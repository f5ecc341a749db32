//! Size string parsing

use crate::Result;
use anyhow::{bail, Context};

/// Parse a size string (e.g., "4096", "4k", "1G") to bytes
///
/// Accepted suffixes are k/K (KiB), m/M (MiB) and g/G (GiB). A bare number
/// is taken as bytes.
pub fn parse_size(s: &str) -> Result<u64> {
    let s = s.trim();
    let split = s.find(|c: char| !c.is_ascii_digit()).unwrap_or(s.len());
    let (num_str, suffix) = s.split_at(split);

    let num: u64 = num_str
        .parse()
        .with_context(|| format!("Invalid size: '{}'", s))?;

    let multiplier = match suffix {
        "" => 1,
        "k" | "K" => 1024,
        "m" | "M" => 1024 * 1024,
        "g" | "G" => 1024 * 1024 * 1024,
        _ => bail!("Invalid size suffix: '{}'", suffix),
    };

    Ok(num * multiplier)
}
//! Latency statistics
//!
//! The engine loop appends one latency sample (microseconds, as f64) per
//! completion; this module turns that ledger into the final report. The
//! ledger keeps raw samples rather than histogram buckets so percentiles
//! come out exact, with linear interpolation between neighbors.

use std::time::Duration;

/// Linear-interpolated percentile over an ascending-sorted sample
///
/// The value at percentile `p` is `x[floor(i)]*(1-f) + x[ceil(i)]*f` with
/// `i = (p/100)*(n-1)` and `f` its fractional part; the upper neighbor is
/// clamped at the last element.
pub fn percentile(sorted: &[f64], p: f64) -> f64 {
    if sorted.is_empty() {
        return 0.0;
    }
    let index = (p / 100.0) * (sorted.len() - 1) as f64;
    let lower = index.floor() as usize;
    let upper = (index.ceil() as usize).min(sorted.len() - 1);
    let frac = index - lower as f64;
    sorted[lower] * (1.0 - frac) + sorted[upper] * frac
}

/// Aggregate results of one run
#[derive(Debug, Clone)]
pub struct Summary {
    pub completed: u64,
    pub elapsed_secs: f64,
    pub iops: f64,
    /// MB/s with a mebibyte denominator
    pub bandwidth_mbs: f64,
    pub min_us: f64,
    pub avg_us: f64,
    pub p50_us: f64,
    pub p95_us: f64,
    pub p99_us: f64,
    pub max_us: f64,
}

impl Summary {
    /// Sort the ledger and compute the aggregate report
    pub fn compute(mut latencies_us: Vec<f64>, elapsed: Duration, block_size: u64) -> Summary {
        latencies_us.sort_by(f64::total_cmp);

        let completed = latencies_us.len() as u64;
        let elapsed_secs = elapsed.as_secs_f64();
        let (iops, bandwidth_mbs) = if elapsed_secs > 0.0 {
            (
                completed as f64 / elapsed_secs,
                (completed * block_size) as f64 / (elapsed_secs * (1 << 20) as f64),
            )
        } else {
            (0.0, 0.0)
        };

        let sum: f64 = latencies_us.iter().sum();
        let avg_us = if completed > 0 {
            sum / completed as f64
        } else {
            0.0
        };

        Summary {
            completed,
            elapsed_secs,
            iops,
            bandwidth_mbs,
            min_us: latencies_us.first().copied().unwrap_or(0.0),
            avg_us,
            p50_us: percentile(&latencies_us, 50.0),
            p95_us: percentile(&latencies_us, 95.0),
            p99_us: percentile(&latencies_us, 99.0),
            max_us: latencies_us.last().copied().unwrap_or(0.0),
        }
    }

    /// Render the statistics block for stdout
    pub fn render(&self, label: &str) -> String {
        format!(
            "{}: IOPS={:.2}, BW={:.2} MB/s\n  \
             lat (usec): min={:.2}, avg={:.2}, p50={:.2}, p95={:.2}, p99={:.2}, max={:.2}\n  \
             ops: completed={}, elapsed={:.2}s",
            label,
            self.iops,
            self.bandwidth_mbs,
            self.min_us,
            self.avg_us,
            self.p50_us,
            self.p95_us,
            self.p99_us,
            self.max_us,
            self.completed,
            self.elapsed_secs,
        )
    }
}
---
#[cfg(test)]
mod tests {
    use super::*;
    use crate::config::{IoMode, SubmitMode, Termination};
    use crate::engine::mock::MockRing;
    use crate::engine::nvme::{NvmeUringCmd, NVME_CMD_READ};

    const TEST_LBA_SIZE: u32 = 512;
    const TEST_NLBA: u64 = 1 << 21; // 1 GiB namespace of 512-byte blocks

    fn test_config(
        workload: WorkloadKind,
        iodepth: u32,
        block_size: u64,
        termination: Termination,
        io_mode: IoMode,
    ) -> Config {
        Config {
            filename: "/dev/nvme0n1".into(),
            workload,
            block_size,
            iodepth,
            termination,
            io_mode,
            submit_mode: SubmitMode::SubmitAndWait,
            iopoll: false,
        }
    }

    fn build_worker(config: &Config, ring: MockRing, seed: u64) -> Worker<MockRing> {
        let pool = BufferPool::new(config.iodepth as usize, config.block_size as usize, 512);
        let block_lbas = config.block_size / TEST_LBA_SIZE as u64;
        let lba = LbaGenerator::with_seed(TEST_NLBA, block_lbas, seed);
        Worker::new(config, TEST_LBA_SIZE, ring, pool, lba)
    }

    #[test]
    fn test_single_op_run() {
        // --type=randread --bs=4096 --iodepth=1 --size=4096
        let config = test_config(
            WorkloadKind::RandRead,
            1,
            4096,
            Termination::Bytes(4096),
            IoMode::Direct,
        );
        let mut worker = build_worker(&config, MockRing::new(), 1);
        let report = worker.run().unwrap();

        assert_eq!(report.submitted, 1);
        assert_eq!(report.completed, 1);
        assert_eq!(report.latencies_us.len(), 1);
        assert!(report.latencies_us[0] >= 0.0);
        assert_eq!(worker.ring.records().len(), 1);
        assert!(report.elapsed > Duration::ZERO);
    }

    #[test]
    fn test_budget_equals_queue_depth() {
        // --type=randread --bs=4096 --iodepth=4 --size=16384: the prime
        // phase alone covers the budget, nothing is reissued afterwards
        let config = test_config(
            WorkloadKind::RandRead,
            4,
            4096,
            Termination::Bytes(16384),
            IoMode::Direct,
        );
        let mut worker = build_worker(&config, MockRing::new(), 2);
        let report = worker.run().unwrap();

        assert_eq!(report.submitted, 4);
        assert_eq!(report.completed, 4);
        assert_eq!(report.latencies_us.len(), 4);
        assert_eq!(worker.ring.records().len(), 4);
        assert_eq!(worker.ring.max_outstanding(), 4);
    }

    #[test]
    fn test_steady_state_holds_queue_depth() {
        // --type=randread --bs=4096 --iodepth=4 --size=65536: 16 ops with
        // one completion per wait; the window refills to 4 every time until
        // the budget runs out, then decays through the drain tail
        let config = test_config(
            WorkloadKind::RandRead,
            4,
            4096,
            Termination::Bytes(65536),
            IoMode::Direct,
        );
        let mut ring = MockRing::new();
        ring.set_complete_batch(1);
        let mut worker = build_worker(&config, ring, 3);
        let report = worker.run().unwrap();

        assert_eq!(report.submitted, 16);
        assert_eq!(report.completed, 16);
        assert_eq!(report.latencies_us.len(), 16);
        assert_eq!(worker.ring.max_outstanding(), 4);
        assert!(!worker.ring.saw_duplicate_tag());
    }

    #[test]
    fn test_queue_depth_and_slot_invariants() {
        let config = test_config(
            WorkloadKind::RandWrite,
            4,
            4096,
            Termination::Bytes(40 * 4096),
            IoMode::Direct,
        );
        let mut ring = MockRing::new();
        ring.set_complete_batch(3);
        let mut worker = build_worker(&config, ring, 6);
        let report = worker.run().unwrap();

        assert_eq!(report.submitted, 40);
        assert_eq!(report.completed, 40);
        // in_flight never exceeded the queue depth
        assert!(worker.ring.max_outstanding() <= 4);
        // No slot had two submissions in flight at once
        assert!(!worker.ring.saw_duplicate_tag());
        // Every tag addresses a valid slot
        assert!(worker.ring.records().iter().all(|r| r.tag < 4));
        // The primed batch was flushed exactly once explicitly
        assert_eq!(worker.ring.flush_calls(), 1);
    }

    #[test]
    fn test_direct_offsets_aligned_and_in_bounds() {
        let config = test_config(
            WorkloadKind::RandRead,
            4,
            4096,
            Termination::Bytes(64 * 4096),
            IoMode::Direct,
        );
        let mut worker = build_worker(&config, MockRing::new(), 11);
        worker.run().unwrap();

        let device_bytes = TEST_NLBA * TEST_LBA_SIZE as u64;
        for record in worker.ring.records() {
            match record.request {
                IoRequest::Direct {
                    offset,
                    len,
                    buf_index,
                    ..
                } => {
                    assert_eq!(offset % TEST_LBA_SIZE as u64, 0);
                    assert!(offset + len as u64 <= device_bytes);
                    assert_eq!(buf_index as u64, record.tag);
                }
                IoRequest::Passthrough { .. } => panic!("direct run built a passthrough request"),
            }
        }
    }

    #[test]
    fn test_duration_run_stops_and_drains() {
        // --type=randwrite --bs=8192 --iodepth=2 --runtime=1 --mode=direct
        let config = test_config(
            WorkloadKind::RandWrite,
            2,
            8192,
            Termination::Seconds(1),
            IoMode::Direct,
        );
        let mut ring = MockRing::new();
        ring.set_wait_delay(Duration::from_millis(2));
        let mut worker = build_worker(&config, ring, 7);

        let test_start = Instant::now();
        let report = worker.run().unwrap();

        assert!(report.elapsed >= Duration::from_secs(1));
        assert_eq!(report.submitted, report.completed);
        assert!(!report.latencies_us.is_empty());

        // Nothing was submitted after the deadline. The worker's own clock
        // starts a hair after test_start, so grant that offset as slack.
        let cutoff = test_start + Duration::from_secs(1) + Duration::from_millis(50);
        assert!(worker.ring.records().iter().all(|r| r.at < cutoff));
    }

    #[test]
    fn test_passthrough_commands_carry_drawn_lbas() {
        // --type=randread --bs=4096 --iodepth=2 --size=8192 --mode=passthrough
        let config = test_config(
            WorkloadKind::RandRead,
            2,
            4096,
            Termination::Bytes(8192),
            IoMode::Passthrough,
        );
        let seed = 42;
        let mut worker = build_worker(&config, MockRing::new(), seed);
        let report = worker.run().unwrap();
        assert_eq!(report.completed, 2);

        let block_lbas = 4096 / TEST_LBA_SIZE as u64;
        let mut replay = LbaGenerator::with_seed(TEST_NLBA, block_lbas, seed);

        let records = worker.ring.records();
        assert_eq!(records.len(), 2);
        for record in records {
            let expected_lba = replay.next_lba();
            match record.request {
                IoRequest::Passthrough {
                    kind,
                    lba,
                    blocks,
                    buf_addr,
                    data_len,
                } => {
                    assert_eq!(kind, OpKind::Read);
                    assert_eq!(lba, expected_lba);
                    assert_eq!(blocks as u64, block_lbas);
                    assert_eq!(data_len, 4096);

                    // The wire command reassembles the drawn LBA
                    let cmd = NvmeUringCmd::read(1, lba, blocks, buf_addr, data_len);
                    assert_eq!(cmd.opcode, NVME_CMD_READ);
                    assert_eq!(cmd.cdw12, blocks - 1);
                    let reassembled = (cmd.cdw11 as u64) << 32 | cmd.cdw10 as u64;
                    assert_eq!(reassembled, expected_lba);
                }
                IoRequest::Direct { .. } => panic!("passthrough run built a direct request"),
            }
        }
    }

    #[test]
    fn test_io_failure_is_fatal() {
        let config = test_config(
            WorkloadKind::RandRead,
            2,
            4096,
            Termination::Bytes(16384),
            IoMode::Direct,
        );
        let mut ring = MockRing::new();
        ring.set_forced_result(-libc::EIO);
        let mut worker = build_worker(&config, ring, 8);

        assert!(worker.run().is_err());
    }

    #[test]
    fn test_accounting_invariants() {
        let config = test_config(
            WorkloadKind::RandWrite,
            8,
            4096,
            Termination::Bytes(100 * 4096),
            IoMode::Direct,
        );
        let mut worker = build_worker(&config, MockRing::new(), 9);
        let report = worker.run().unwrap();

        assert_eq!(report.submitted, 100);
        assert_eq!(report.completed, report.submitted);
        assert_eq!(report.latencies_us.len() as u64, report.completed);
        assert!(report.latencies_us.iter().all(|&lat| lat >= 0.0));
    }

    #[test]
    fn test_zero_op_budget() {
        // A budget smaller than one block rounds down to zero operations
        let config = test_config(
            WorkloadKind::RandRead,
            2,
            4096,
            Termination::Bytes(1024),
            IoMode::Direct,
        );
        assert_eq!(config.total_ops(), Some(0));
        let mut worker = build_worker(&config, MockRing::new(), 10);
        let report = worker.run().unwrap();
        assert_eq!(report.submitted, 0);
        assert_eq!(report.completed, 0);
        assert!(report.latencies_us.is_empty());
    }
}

| What the exercise asks |
Please copy every line in the entries where "reassembled" appears.

| Output of the task |
                    let reassembled = (cmd.cdw11 as u64) << 32 | cmd.cdw10 as u64;
                    assert_eq!(reassembled, expected_lba);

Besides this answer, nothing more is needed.